### Try it
Look through the records and copy every line in which "size" appears.

### Supplied information
[Start of section]

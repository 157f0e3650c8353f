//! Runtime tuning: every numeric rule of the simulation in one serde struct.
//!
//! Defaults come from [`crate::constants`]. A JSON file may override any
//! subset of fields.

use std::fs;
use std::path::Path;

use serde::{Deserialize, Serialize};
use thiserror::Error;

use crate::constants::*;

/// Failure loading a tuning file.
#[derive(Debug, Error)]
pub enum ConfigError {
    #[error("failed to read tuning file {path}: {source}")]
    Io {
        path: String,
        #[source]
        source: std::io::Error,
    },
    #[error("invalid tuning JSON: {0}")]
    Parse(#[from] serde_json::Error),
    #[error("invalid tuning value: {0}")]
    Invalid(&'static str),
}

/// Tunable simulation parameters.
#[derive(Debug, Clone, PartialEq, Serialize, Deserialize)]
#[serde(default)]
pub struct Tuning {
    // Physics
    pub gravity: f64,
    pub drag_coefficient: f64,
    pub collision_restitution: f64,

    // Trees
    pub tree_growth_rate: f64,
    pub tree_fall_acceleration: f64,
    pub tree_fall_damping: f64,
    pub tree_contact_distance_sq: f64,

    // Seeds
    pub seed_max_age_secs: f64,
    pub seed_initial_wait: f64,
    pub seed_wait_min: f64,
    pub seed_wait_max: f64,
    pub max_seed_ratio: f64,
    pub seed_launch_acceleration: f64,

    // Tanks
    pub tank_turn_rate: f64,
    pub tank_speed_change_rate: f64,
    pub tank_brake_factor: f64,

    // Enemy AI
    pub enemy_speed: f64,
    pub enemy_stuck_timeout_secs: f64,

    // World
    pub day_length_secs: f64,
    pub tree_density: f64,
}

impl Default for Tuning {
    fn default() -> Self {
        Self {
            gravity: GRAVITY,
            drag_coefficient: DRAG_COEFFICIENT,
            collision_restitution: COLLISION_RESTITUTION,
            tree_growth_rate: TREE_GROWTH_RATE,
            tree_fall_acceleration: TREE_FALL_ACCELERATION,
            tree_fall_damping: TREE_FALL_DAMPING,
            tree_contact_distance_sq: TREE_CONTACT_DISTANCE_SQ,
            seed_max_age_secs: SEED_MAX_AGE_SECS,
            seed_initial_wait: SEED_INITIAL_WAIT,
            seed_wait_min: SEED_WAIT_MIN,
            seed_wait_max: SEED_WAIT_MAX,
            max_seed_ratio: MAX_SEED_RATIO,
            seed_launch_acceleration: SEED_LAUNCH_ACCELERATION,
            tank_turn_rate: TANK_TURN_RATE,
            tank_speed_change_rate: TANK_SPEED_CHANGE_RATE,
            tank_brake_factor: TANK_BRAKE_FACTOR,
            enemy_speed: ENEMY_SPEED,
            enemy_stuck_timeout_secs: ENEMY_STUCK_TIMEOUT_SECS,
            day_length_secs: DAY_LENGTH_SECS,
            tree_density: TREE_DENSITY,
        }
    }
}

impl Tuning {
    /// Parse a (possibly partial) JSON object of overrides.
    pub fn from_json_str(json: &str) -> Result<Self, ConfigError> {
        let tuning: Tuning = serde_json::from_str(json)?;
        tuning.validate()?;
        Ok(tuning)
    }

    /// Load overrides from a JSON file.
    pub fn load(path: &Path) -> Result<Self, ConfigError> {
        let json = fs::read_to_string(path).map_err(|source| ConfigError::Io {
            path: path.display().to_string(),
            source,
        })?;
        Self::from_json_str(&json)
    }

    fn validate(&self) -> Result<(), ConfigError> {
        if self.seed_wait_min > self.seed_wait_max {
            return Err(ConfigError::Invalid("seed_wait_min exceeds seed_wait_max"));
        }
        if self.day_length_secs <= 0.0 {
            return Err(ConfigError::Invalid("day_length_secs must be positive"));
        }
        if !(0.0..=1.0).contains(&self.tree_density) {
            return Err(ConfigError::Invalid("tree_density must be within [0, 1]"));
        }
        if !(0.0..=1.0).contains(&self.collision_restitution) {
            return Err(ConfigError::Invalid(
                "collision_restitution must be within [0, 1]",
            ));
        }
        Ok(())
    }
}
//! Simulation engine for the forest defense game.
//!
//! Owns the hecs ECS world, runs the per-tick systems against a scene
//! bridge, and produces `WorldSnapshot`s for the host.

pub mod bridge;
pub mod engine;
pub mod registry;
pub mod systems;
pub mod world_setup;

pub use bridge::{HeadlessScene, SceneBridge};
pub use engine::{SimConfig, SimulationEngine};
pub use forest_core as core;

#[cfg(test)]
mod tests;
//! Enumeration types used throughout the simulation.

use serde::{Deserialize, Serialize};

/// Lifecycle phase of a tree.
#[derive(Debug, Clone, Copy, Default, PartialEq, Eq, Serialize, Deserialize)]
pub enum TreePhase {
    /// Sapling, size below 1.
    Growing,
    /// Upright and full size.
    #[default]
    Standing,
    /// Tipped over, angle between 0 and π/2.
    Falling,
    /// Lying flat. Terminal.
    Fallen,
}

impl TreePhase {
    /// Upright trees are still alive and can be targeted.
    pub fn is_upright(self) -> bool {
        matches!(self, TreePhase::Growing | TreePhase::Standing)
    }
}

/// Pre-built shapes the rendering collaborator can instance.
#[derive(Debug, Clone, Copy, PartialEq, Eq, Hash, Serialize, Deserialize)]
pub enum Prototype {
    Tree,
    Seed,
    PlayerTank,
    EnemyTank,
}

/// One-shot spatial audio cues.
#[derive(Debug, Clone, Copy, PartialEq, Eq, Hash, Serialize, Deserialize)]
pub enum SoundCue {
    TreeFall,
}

[End of section]

### Completed exercise
    /// Sapling, size below 1.
    /// Upright and full size.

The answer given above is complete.